Material for this task:

=-=-=

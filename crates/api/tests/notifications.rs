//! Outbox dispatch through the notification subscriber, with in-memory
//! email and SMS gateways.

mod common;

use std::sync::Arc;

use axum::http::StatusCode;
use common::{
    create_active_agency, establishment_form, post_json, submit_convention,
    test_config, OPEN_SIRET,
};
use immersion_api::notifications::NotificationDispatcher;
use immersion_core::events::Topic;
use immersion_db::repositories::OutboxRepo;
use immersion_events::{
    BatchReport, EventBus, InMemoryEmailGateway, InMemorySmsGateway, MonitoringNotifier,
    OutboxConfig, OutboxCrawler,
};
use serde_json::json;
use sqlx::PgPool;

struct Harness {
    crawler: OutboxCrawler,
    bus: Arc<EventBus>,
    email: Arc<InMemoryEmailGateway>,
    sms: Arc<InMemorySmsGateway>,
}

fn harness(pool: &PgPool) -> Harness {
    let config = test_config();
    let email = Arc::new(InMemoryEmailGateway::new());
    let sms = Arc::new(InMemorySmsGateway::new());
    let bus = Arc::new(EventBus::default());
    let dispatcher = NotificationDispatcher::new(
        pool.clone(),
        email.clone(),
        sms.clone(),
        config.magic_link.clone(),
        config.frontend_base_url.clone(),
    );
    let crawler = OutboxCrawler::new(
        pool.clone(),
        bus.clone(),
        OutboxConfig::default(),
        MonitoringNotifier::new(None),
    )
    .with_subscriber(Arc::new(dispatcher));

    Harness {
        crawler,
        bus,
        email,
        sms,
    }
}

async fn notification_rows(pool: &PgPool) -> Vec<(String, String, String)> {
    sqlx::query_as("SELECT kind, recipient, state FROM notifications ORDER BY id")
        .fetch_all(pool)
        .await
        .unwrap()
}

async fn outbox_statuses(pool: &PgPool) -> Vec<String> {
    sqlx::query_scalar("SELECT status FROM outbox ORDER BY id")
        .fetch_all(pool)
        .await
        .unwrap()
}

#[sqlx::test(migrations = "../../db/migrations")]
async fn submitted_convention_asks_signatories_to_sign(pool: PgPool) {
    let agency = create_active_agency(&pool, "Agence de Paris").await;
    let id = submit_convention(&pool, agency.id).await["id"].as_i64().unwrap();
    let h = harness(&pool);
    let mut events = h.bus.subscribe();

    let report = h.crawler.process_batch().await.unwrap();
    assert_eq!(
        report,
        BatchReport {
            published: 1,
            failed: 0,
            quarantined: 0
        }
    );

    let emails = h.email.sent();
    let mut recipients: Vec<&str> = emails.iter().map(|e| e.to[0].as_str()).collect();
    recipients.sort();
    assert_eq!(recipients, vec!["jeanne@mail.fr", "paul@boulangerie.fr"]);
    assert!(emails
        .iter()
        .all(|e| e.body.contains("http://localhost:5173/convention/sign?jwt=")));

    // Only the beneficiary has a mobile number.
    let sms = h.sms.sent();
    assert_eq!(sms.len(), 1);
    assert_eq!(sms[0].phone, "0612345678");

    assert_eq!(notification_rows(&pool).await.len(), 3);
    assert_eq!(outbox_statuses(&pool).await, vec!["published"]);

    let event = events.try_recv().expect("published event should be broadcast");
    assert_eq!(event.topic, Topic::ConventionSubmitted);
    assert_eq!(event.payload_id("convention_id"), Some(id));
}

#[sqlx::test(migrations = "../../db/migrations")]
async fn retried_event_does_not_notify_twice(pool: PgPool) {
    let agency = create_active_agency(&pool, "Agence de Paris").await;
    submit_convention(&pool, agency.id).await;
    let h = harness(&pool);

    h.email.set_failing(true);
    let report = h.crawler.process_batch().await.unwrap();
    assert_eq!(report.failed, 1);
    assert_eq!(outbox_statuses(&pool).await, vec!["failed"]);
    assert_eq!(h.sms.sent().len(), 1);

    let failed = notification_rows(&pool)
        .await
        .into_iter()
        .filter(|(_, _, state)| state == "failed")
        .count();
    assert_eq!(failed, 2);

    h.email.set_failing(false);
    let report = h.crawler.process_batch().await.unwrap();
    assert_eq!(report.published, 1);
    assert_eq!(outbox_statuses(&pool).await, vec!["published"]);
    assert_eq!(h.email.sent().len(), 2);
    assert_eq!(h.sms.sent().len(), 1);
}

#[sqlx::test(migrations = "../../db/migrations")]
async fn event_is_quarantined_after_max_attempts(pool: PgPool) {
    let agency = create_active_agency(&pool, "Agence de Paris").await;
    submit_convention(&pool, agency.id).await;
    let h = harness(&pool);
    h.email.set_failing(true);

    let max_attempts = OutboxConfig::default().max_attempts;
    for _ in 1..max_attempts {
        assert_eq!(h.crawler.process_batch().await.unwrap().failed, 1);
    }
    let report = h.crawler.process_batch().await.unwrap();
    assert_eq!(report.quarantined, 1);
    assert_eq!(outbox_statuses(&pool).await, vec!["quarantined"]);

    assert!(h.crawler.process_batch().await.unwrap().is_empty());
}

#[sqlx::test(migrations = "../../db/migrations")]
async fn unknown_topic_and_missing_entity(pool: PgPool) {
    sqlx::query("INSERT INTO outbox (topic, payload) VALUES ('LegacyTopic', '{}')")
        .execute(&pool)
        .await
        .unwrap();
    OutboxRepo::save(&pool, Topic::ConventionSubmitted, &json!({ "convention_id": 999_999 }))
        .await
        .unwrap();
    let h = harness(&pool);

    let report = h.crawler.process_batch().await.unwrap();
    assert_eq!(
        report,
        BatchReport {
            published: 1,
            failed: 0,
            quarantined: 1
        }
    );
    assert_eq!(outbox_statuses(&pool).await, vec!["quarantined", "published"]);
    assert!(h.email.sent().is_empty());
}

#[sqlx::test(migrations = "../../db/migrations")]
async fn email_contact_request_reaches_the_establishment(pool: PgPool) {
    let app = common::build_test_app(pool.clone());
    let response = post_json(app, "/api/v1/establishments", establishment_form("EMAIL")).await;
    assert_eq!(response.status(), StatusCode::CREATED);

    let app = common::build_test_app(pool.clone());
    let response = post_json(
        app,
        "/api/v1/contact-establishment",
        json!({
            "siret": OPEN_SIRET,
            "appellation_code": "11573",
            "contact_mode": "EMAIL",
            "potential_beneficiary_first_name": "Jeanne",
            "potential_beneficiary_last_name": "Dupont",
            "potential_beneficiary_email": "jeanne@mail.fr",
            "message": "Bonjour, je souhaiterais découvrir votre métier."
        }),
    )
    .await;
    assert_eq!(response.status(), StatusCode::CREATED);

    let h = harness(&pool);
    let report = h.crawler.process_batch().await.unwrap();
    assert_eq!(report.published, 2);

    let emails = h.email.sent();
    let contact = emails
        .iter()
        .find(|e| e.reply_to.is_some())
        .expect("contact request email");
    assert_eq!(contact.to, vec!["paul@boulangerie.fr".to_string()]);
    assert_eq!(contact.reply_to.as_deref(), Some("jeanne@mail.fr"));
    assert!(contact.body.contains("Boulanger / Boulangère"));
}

=-=-=

Exercise goal: Copy out each line of the entries where the word "InMemorySmsGateway" is found.

Result of the task:
    BatchReport, EventBus, InMemoryEmailGateway, InMemorySmsGateway, MonitoringNotifier,
    sms: Arc<InMemorySmsGateway>,
    let sms = Arc::new(InMemorySmsGateway::new());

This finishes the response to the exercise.